If a small part of you died when you found out that sex doesn't actually count as exercise, this news should revive you: Sex may deliver the even better benefit of prolonging your life, according to the results of a small study first published online in the medical journal, Psychoneuroendocrinology in March that's just making its rounds.
In the study, researchers compared the length of DNA strand protectors called telomeres among 129 mothers in committed relationships. Telomeres are a reliable measure of health since they shorten as you age, and the shorter your telomeres, the more likely you are to develop a degenerative disease and premature death, according to lead researcher Tomás Cabeza de Baca of the University of California, San Francisco, who spoke to PsyPost.org.
They also assessed the women's overall relationship satisfaction, perceived stress levels, and daily reports on partner support, conflict, and ~*iNtiMaCy~* over the course of a week.

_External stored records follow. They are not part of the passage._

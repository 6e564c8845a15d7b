mod common;

use assert2::{check, let_assert};
use catalog_search::{Catalog, HitKind, Query, SearchConfig, SearchEngine};
use common::{engine, full_names};
use rstest::rstest;
use std::sync::Arc;

#[rstest]
fn exact_name_ranks_before_longer_names(engine: SearchEngine) {
    check!(full_names(&engine, "map") == vec!["Array#map", "Array#flat_map"]);
}

#[rstest]
#[case("#each", &["Array#each"])]
#[case(".new", &["Array#new", "Array#new_array"])]
#[case(".build", &["Array#build"])]
#[case("#build", &[])]
fn scoped_terms_select_method_kinds(
    engine: SearchEngine,
    #[case] query: &str,
    #[case] expected: &[&str],
) {
    check!(full_names(&engine, query) == expected);
}

#[rstest]
fn instance_and_class_scopes_split_same_named_methods(engine: SearchEngine) {
    let instance_hits = engine.search("#get");
    let_assert!([instance] = instance_hits.as_slice());
    check!(instance.kind == HitKind::InstanceMethod);
    check!(instance.url == "HTTP/Client.html#get(path)-instance-method");

    let class_hits = engine.search("Client.get");
    let_assert!([class] = class_hits.as_slice());
    check!(class.kind == HitKind::ClassMethod);
    check!(class.args.as_deref() == Some("(url : String)"));
}

#[rstest]
fn owner_scope_must_appear_in_owner_name(engine: SearchEngine) {
    check!(full_names(&engine, "Array#get").is_empty());
    check!(full_names(&engine, "client#get") == vec!["HTTP::Client#get"]);
}

#[rstest]
fn qualified_name_matches_namespace_prefix(engine: SearchEngine) {
    let names = full_names(&engine, "HTTP::Client");
    check!(names == vec!["HTTP::Client", "HTTP::ClientError"]);
    check!(!names.contains(&"HTTPClient".to_string()));
}

#[rstest]
fn trailing_colon_matches_whole_segment_start(engine: SearchEngine) {
    let names = full_names(&engine, "Client:");
    check!(names.contains(&"HTTP::Client".to_string()));
    check!(!names.contains(&"HTTPClient".to_string()));
}

#[rstest]
#[case("map")]
#[case("http client requests")]
#[case(".new array")]
#[case("HTTP::Client get")]
#[case("index default")]
fn every_hit_matched_a_query_term(engine: SearchEngine, #[case] query: &str) {
    let normalized = Query::parse(query).normalized_terms().to_vec();
    let hits = engine.ranked_hits(query);
    check!(!hits.is_empty());
    for hit in &hits {
        check!(!hit.matched_fields.is_empty());
        check!(hit.matched_terms.iter().all(|term| normalized.contains(term)));
    }
}

#[rstest]
fn argument_names_are_searchable(engine: SearchEngine) {
    let fetch_hits = engine.search("default");
    let_assert!([fetch] = fetch_hits.as_slice());
    check!(fetch.full_name == "Array#fetch");
    check!(fetch.args.as_deref() == Some("(index : Int, <mark>default</mark>)"));
}

#[rstest]
fn constants_show_value_and_owner(engine: SearchEngine) {
    let constant_hits = engine.search("header");
    let_assert!([constant] = constant_hits.as_slice());
    check!(constant.kind == HitKind::Constant);
    check!(constant.value.as_deref() == Some("16384"));
    check!(constant.owner.as_deref() == Some("HTTP"));
    check!(constant.url == "HTTP.html#MAX_HEADER_SIZE");
    check!(
        constant.summary.as_deref()
            == Some("Maximum permitted <mark>header</mark> size in bytes.")
    );
}

#[rstest]
fn titles_and_summaries_are_highlighted(engine: SearchEngine) {
    let records = engine.search("array new");
    let_assert!(Some(array) = records.iter().find(|r| r.full_name == "Array"));
    check!(array.title == "<mark>Array</mark>");
    check!(array.owner.is_none());
    check!(array.type_kind.as_deref() == Some("class"));
    // Paragraph tags are stripped from summaries.
    check!(
        array.summary.as_deref() == Some("An ordered, integer-indexed collection of elements.")
    );

    let_assert!(Some(ctor) = records.iter().find(|r| r.full_name == "Array#new"));
    check!(ctor.owner.as_deref() == Some("<mark>Array</mark>"));
    check!(ctor.title_html().starts_with("<strong><b>.</b><mark>new</mark></strong>"));
}

#[rstest]
fn repeated_search_is_identical(engine: SearchEngine) {
    check!(engine.search("http client") == engine.search("http client"));
    check!(engine.search("#each") == engine.search("#each"));
}

#[rstest]
#[case("")]
#[case("   ")]
#[case("# . :")]
fn blank_queries_return_nothing(engine: SearchEngine, #[case] query: &str) {
    check!(engine.search(query).is_empty());
}

#[rstest]
#[case("::")]
#[case(":::")]
#[case("#")]
#[case("a#b.c::d")]
#[case("(.*)[")]
#[case("\u{1F600}:")]
fn malformed_queries_do_not_fail(engine: SearchEngine, #[case] query: &str) {
    let _ = engine.search(query);
}

#[test]
fn hits_far_below_the_best_are_dropped() {
    let catalog = Catalog::from_json_str(
        r#"{"program": {"full_name": "Top Level Namespace", "types": [
            {"full_name": "Gadget", "path": "Gadget.html", "doc": "Works quickly."},
            {"full_name": "Sprite", "path": "Sprite.html", "doc": "Renders quickly."},
            {"full_name": "Widget", "path": "Widget.html", "doc": "Renders frames quickly."},
            {"full_name": "WidgetRenderer", "path": "WidgetRenderer.html"}
        ]}}"#,
    )
    .unwrap();
    let engine = SearchEngine::new(Arc::new(catalog), &SearchConfig::default());

    let names: Vec<_> = engine
        .search("widget renders quickly")
        .into_iter()
        .map(|r| r.full_name)
        .collect();
    check!(names == vec!["Widget", "Sprite"]);
}

#[test]
fn display_cap_is_configurable() {
    let types = (0..30)
        .map(|i| format!(r#"{{"full_name": "Node{i}", "path": "Node{i}.html"}}"#))
        .collect::<Vec<_>>()
        .join(",");
    let json = format!(r#"{{"program": {{"full_name": "Top Level Namespace", "types": [{types}]}}}}"#);
    let catalog = Arc::new(Catalog::from_json_str(&json).unwrap());

    let capped = SearchEngine::new(
        catalog.clone(),
        &SearchConfig {
            max_results: 10,
            ..SearchConfig::default()
        },
    );
    check!(capped.search("node").len() == 10);
    check!(SearchEngine::new(catalog, &SearchConfig::default()).search("node").len() == 30);
}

Although there was no correlation between the moms' telomere length and measures like partner support or relationship satisfaction, women who reported having had sex at least once during the week had significantly longer telomeres, even after the results were adjusted for factors that could mess with the results, like perceived stress and relationship quality.

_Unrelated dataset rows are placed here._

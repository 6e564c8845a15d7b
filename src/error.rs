//! Error handling types and utilities.

use std::path::PathBuf;

/// A specialized Result type for application-level operations.
///
/// This is an alias for `anyhow::Result` with context added via `.context()` and
/// `.with_context()` methods in the binary and tool handlers.
pub type Result<T> = anyhow::Result<T>;

/// Error returned when loading a catalog fails.
#[derive(Debug, thiserror::Error)]
pub enum LoadError {
    /// The catalog file could not be read.
    #[error("Failed to read catalog at {}: {source}", path.display())]
    Io {
        path: PathBuf,
        #[source]
        source: std::io::Error,
    },
    /// The catalog document is not valid JSON or does not match the catalog shape.
    #[error("Malformed catalog: {0}")]
    Parse(#[from] serde_json::Error),
    /// A script-form catalog did not contain a `callback({...})` invocation.
    #[error("Script catalog has no callback wrapper around the JSON payload")]
    MissingWrapper,
}

/// Error returned by a search request.
#[derive(Debug, Clone, PartialEq, Eq, thiserror::Error)]
pub enum SearchError {
    /// No catalog has been loaded yet. Callers should retry once one is available.
    #[error("Search catalog is not loaded yet")]
    NotReady,
    /// The catalog failed to load, so no search can run until a new load succeeds.
    #[error("Search catalog failed to load: {0}")]
    LoadFailed(String),
}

Granted, this study was small and observational, which doesn't prove a cause-and-effect relationship between sex and telomere length (or longer life for that matter). FWIW, it's also completely possible that the healthiest women were most sexually active, not the other way around. Until researchers suss out the mechanism behind this magic with a larger, controlled study, the best advice is to have sex with your partner as frequently as you both desire without ulterior motives—or go ahead and scratch that itch on your own, since masturbation has its own benefits, too. And if more sex happens? It certainly won't kill ya.